From mboxrd@z Thu Jan  1 00:00:00 1970
From: Patrick McHardy <kaber@trash.net>
Subject: Re: IPSec broken in 2.6.18-rc4-mm3
Date: Sat, 09 Sep 2006 18:22:52 +0200
Message-ID: <4502EA5C.5020101@trash.net>
References: <fa4052ef0609080926j5bbae070mccb9699f0e5eb1fb@mail.gmail.com>	 <4501CA01.3050904@trash.net>	 <fa4052ef0609081332l3c4d25a3xe5e315482884e1a8@mail.gmail.com>	 <4502C81E.600@trash.net> <fa4052ef0609090735o6e17da23y75bd6f742a8a29be@mail.gmail.com>
Mime-Version: 1.0
Content-Type: text/plain; charset=ISO-8859-15
Content-Transfer-Encoding: 7bit
Cc: netdev@vger.kernel.org
Return-path: <netdev-owner@vger.kernel.org>
Received: from stinky.trash.net ([213.144.137.162]:25563 "EHLO
	stinky.trash.net") by vger.kernel.org with ESMTP id S964798AbWIIQWc
	(ORCPT <rfc822;netdev@vger.kernel.org>);
	Sat, 9 Sep 2006 12:22:32 -0400
To: Gnome42 <gnome42@gmail.com>
In-Reply-To: <fa4052ef0609090735o6e17da23y75bd6f742a8a29be@mail.gmail.com>
Sender: netdev-owner@vger.kernel.org
List-Id: netdev.vger.kernel.org

Gnome42 wrote:
> src 34.34.36.1 dst 34.34.36.6
>        proto esp spi 0x0dc3aba4(230927268) reqid 0(0x00000000) mode tunnel
>        replay-window 4 seq 0x00000001 flag  (0x00000000)
>        auth hmac(md5) 0xfea9e3e8d324265d8b7e17ec42d69b15 (128 bits)

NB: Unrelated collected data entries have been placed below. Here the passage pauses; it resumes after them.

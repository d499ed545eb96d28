//! Render-time state: a stack of variable scopes plus the per-render
//! bookkeeping the inheritance machinery needs.

use std::collections::HashMap;
use std::ops::{Deref, DerefMut};
use std::sync::Arc;

use chrono::FixedOffset;

use crate::engine::Engine;
use crate::heritage::BlockContext;
use crate::loader::Origin;
use crate::value::Value;

/// The variable stack a template renders against. Scopes are pushed and
/// popped around loops, `with` blocks and included templates; lookups walk
/// the stack from the newest scope down.
pub struct Context {
    dicts: Vec<HashMap<String, Value>>,

    /// Toggled by the `autoescape` tag; consulted on every variable output.
    pub autoescape: bool,
    pub use_tz: bool,
    pub timezone: Option<FixedOffset>,
    pub locale: Option<String>,
    pub current_app: Option<String>,

    /// When set, a failed variable resolution becomes a render error
    /// instead of the invalid-string fallback.
    pub strict: bool,

    /// Copied from the engine when the context is bound to one.
    pub string_if_invalid: String,

    pub(crate) engine: Option<Engine>,
    pub(crate) render_context: Vec<RenderFrame>,
}

/// State scoped to one top-level `Template::render` call. Inheritance and
/// stateful tags stash data here so it never leaks across renders of the
/// same tree.
pub(crate) struct RenderFrame {
    pub block_context: Option<BlockContext>,
    /// Every origin this render has extended, for extend-cycle detection.
    pub extends_history: Vec<Arc<Origin>>,
    pub vars: HashMap<String, Value>,
}

impl RenderFrame {
    fn new() -> Self {
        Self {
            block_context: None,
            extends_history: Vec::new(),
            vars: HashMap::new(),
        }
    }
}

impl Context {
    pub fn new() -> Self {
        let mut base = HashMap::new();
        base.insert("True".to_string(), Value::Bool(true));
        base.insert("False".to_string(), Value::Bool(false));
        base.insert("None".to_string(), Value::Null);
        // User data lives above the builtins, so `isolated` can keep the
        // builtins while hiding everything caller-supplied.
        Self {
            dicts: vec![base, HashMap::new()],
            autoescape: true,
            use_tz: false,
            timezone: None,
            locale: None,
            current_app: None,
            strict: false,
            string_if_invalid: String::new(),
            engine: None,
            render_context: Vec::new(),
        }
    }

    /// Binds this context to an engine, copying the engine's render
    /// settings. Called by `Template::render`.
    pub(crate) fn bind_engine(&mut self, engine: &Engine) {
        self.string_if_invalid = engine.string_if_invalid().to_string();
        self.autoescape = engine.autoescape();
        self.engine = Some(engine.clone());
    }

    pub(crate) fn engine(&self) -> Option<&Engine> {
        self.engine.as_ref()
    }

    pub fn insert(&mut self, key: impl Into<String>, value: impl Into<Value>) {
        self.dicts
            .last_mut()
            .unwrap_or_else(|| unreachable!("context stack is never empty"))
            .insert(key.into(), value.into());
    }

    /// Looks `key` up from the newest scope down.
    pub fn get(&self, key: &str) -> Option<&Value> {
        self.dicts.iter().rev().find_map(|d| d.get(key))
    }

    pub fn contains(&self, key: &str) -> bool {
        self.get(key).is_some()
    }

    /// Sets `key` in the nearest scope that already contains it, falling
    /// back to the base scope. Used by tags that publish results for
    /// surrounding code, like `regroup` and `cycle ... as name`.
    pub fn set_upward(&mut self, key: impl Into<String>, value: impl Into<Value>) {
        let key = key.into();
        let value = value.into();
        for dict in self.dicts.iter_mut().rev() {
            if dict.contains_key(&key) {
                dict.insert(key, value);
                return;
            }
        }
        self.dicts[0].insert(key, value);
    }

    /// Pushes a fresh scope and returns a guard that pops it on drop.
    pub fn push(&mut self) -> ScopeGuard<'_> {
        self.dicts.push(HashMap::new());
        ScopeGuard { ctx: self }
    }

    /// Pushes a scope prefilled with `vars`.
    pub fn push_with(&mut self, vars: HashMap<String, Value>) -> ScopeGuard<'_> {
        self.dicts.push(vars);
        ScopeGuard { ctx: self }
    }

    /// Replaces the whole stack with the base scope plus `vars` for the
    /// lifetime of the guard. Used by `include ... only`.
    pub fn isolated(&mut self, vars: HashMap<String, Value>) -> IsolateGuard<'_> {
        let saved = std::mem::take(&mut self.dicts);
        let base = saved[0].clone();
        self.dicts = vec![base, vars];
        IsolateGuard { ctx: self, saved }
    }

    /// Opens a render frame for one top-level render and returns a guard
    /// that closes it.
    pub(crate) fn push_render_frame(&mut self) -> RenderFrameGuard<'_> {
        self.render_context.push(RenderFrame::new());
        RenderFrameGuard { ctx: self }
    }

    pub(crate) fn render_frame_mut(&mut self) -> &mut RenderFrame {
        self.render_context
            .last_mut()
            .unwrap_or_else(|| unreachable!("render outside a render frame"))
    }

    pub(crate) fn render_frame(&self) -> Option<&RenderFrame> {
        self.render_context.last()
    }
}

impl Default for Context {
    fn default() -> Self {
        Self::new()
    }
}

pub struct ScopeGuard<'a> {
    ctx: &'a mut Context,
}

impl Deref for ScopeGuard<'_> {
    type Target = Context;

    fn deref(&self) -> &Context {
        self.ctx
    }
}

impl DerefMut for ScopeGuard<'_> {
    fn deref_mut(&mut self) -> &mut Context {
        self.ctx
    }
}

impl Drop for ScopeGuard<'_> {
    fn drop(&mut self) {
        self.ctx.dicts.pop();
    }
}

pub struct IsolateGuard<'a> {
    ctx: &'a mut Context,
    saved: Vec<HashMap<String, Value>>,
}

impl Deref for IsolateGuard<'_> {
    type Target = Context;

    fn deref(&self) -> &Context {
        self.ctx
    }
}

impl DerefMut for IsolateGuard<'_> {
    fn deref_mut(&mut self) -> &mut Context {
        self.ctx
    }
}

impl Drop for IsolateGuard<'_> {
    fn drop(&mut self) {
        self.ctx.dicts = std::mem::take(&mut self.saved);
    }
}

pub(crate) struct RenderFrameGuard<'a> {
    ctx: &'a mut Context,
}

impl Deref for RenderFrameGuard<'_> {
    type Target = Context;

    fn deref(&self) -> &Context {
        self.ctx
    }
}

impl DerefMut for RenderFrameGuard<'_> {
    fn deref_mut(&mut self) -> &mut Context {
        self.ctx
    }
}

impl Drop for RenderFrameGuard<'_> {
    fn drop(&mut self) {
        self.ctx.render_context.pop();
    }
}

>        enc cbc(aes) 0x21ca0a9677ff0225acd0d3f4a9bdcf61 (128 bits)
>        lifetime config:
>          limit: soft (INF)(bytes), hard (INF)(bytes)
>          limit: soft (INF)(packets), hard (INF)(packets)

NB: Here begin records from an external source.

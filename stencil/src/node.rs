//! The compiled template tree. A parsed template is a [`NodeList`]; each
//! [`Node`] renders by appending to a shared output buffer.

use std::sync::Arc;

use stencil_escape::escape_html;

use crate::context::Context;
use crate::error::RenderError;
use crate::expr::FilterExpression;
use crate::heritage::{BlockNode, ExtendsNode, IncludeNode};
use crate::tags::{
    CycleNode, FilterBlockNode, ForNode, IfChangedNode, IfEqualNode, IfNode, RegroupNode,
    SpacelessNode,
};
use crate::value::{Safety, Value};

/// Implemented by tags registered from outside the engine. Custom nodes
/// live behind an `Arc` inside the tree, so they may carry their own
/// synchronized state.
pub trait CustomNode: Send + Sync {
    fn render(&self, ctx: &mut Context, out: &mut String) -> Result<(), RenderError>;

    /// Whether the tag must be the first thing in a template, like
    /// `extends`.
    fn must_be_first(&self) -> bool {
        false
    }

    /// Nested nodelists, so tree walks (block collection) can descend
    /// into this node.
    fn child_nodelists(&self) -> Vec<&NodeList> {
        Vec::new()
    }
}

pub enum Node {
    Text(String),
    Variable(VariableNode),
    For(ForNode),
    If(IfNode),
    IfEqual(IfEqualNode),
    Cycle(Arc<CycleNode>),
    IfChanged(IfChangedNode),
    Regroup(RegroupNode),
    Spaceless(SpacelessNode),
    Filter(FilterBlockNode),
    Extends(ExtendsNode),
    Block(Arc<BlockNode>),
    Include(IncludeNode),
    Custom(Arc<dyn CustomNode>),
}

impl Node {
    pub fn render(&self, ctx: &mut Context, out: &mut String) -> Result<(), RenderError> {
        match self {
            Node::Text(text) => {
                out.push_str(text);
                Ok(())
            }
            Node::Variable(node) => node.render(ctx, out),
            Node::For(node) => node.render(ctx, out),
            Node::If(node) => node.render(ctx, out),
            Node::IfEqual(node) => node.render(ctx, out),
            Node::Cycle(node) => node.render(ctx, out),
            Node::IfChanged(node) => node.render(ctx, out),
            Node::Regroup(node) => node.render(ctx, out),
            Node::Spaceless(node) => node.render(ctx, out),
            Node::Filter(node) => node.render(ctx, out),
            Node::Extends(node) => node.render(ctx, out),
            Node::Block(node) => node.render(ctx, out),
            Node::Include(node) => node.render(ctx, out),
            Node::Custom(node) => node.render(ctx, out),
        }
    }

    pub fn must_be_first(&self) -> bool {
        match self {
            Node::Extends(_) => true,
            Node::Custom(node) => node.must_be_first(),
            _ => false,
        }
    }

    fn child_nodelists(&self) -> Vec<&NodeList> {
        match self {
            Node::Text(_) | Node::Variable(_) | Node::Cycle(_) | Node::Extends(_) => Vec::new(),
            Node::For(node) => node.child_nodelists(),
            Node::If(node) => node.child_nodelists(),
            Node::IfEqual(node) => node.child_nodelists(),
            Node::IfChanged(node) => node.child_nodelists(),
            Node::Regroup(_) | Node::Include(_) => Vec::new(),
            Node::Spaceless(node) => vec![&node.body],
            Node::Filter(node) => vec![&node.body],
            Node::Block(node) => vec![&node.body],
            Node::Custom(node) => node.child_nodelists(),
        }
    }
}

#[derive(Default)]
pub struct NodeList {
    pub nodes: Vec<Node>,
}

impl NodeList {
    pub fn new(nodes: Vec<Node>) -> Self {
        Self { nodes }
    }

    pub fn render(&self, ctx: &mut Context, out: &mut String) -> Result<(), RenderError> {
        for node in &self.nodes {
            node.render(ctx, out)?;
        }
        Ok(())
    }

    pub fn render_to_string(&self, ctx: &mut Context) -> Result<String, RenderError> {
        let mut out = String::new();
        self.render(ctx, &mut out)?;
        Ok(out)
    }

    /// Every block node in this tree, in document order, descending into
    /// nested nodelists.
    pub(crate) fn blocks(&self) -> Vec<Arc<BlockNode>> {
        let mut found = Vec::new();
        self.collect_blocks(&mut found);
        found
    }

    fn collect_blocks(&self, found: &mut Vec<Arc<BlockNode>>) {
        for node in &self.nodes {
            if let Node::Block(block) = node {
                found.push(block.clone());
            }
            for child in node.child_nodelists() {
                child.collect_blocks(found);
            }
        }
    }
}

/// A `{{ ... }}` output node.
pub struct VariableNode {
    pub expr: FilterExpression,
}

impl VariableNode {
    fn render(&self, ctx: &mut Context, out: &mut String) -> Result<(), RenderError> {
        let value = self.expr.resolve(ctx)?;
        render_value(&value, ctx, out);
        Ok(())
    }
}

/// Appends a value's text to the output, escaping according to the
/// value's own safety and the ambient autoescape flag.
pub(crate) fn render_value(value: &Value, ctx: &Context, out: &mut String) {
    let text = value.to_text();
    let escape = match value.safety() {
        Safety::Safe => false,
        Safety::MustEscape => true,
        Safety::Unsafe => ctx.autoescape,
    };
    if escape {
        out.push_str(&escape_html(&text));
    } else {
        out.push_str(&text);
    }
}

#[cfg(test)]
mod tests {
    use super::*;

    #[test]
    fn test_render_value_escapes_unsafe() {
        let ctx = Context::new();
        let mut out = String::new();
        render_value(&Value::str("<b>"), &ctx, &mut out);
        assert_eq!(out, "&lt;b&gt;");
    }

    #[test]
    fn test_render_value_respects_safe() {
        let ctx = Context::new();
        let mut out = String::new();
        render_value(&Value::safe("<b>"), &ctx, &mut out);
        assert_eq!(out, "<b>");
    }

    #[test]
    fn test_render_value_must_escape_overrides_flag() {
        let mut ctx = Context::new();
        ctx.autoescape = false;
        let mut out = String::new();
        render_value(&Value::str("<b>").mark_for_escaping(), &ctx, &mut out);
        assert_eq!(out, "&lt;b&gt;");
    }
}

>          expire add: soft 23040(sec), hard 28800(sec)
>          expire use: soft 0(sec), hard 0(sec)
>        lifetime current:
>          4560(bytes), 30(packets)
>          add 2006-09-09 10:21:41 use 2006-09-09 10:21:46
>        stats:
>          replay-window 0 replay 0 failed 0

> src 34.34.36.1 dst 34.34.36.6
>        proto esp spi 0x0dc3aba4(230927268) reqid 0(0x00000000) mode tunnel
>        replay-window 4 seq 0x991250886 flag  (0x00000000)

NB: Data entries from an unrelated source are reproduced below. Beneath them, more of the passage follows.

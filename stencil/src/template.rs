//! A parsed template: the node tree plus its provenance.

use std::sync::{Arc, Weak};

use stencil_parser::lexer::tokenize;
use stencil_parser::Syntax;

use crate::context::Context;
use crate::engine::{default_builtins, Engine, EngineInner};
use crate::error::{Error, RenderError};
use crate::loader::Origin;
use crate::node::NodeList;
use crate::parser::Parser;
use crate::value::Value;

pub struct Template {
    pub nodelist: NodeList,

    /// The name the template was requested under, when it came through a
    /// loader.
    pub name: Option<String>,
    pub origin: Option<Arc<Origin>>,

    /// Weak so cached templates don't keep the engine alive through its
    /// own cache.
    engine: Option<Weak<EngineInner>>,
}

impl std::fmt::Debug for Template {
    fn fmt(&self, f: &mut std::fmt::Formatter<'_>) -> std::fmt::Result {
        f.debug_struct("Template")
            .field("name", &self.name)
            .field("origin", &self.origin)
            .finish_non_exhaustive()
    }
}

impl Template {
    /// Parses a standalone template with the default syntax and builtin
    /// libraries. `extends` and `include` need an engine; use
    /// [`Engine::from_string`] for those.
    pub fn new(source: &str) -> Result<Self, Error> {
        Self::from_source(source, None, None)
    }

    pub(crate) fn from_source(
        source: &str,
        origin: Option<Arc<Origin>>,
        engine: Option<&Engine>,
    ) -> Result<Self, Error> {
        let syntax = engine.map_or_else(Syntax::default, |e| e.syntax().clone());
        let tokens = tokenize(source, &syntax)?;
        let builtins = match engine {
            Some(engine) => engine.builtins().to_vec(),
            None => default_builtins(),
        };
        let mut parser = Parser::new(tokens, &builtins, engine.cloned(), origin.clone());
        let nodelist = parser.parse(&[])?;
        Ok(Self {
            nodelist,
            name: origin.as_ref().and_then(|o| o.template_name.clone()),
            origin,
            engine: engine.map(Engine::downgrade),
        })
    }

    /// Renders against `ctx`. The context is bound to the template's
    /// engine (when there is one) and gets a fresh render frame, so
    /// inheritance state never leaks between renders.
    pub fn render(&self, ctx: &mut Context) -> Result<String, Error> {
        if let Some(weak) = &self.engine {
            if let Some(engine) = Engine::upgrade(weak) {
                ctx.bind_engine(&engine);
            }
        }
        let mut frame = ctx.push_render_frame();
        let mut out = String::new();
        self.nodelist.render(&mut frame, &mut out)?;
        Ok(out)
    }

    /// Renders against a fresh context seeded from `data`: a map becomes
    /// the context's variables, a null value or `None` means an empty
    /// context.
    pub fn render_data(&self, data: Option<Value>) -> Result<String, Error> {
        let mut ctx = Context::new();
        match data {
            None | Some(Value::Null) => {}
            Some(Value::Map(map)) => {
                for (key, value) in map {
                    ctx.insert(key, value);
                }
            }
            Some(_) => {
                return Err(Error::Render(RenderError::msg(
                    "context data must be a map or null",
                )));
            }
        }
        self.render(&mut ctx)
    }
}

>        auth md5 0xfea9e3e8d324265d8b7e17ec42d69b15 (128 bits)
>        enc aes 0x21ca0a9677ff0225acd0d3f4a9bdcf61 (128 bits)
>        lifetime config:
>          limit: soft (INF)(bytes), hard (INF)(bytes)
>          limit: soft (INF)(packets), hard (INF)(packets)
>          expire add: soft 23040(sec), hard 28800(sec)
>          expire use: soft 0(sec), hard 0(sec)
>        lifetime current:
>          0(bytes), 0(packets)
>          add 2006-09-09 10:21:41 use 2006-09-09 10:21:46
>        stats:
>          replay-window 0 replay 0 failed 30

                                           ^^
This seems to be the problem, the sequence-numbers are outside the valid
window. I can't find anything that would cause this, please post a
tcpdump of the packets so we can see which values get used.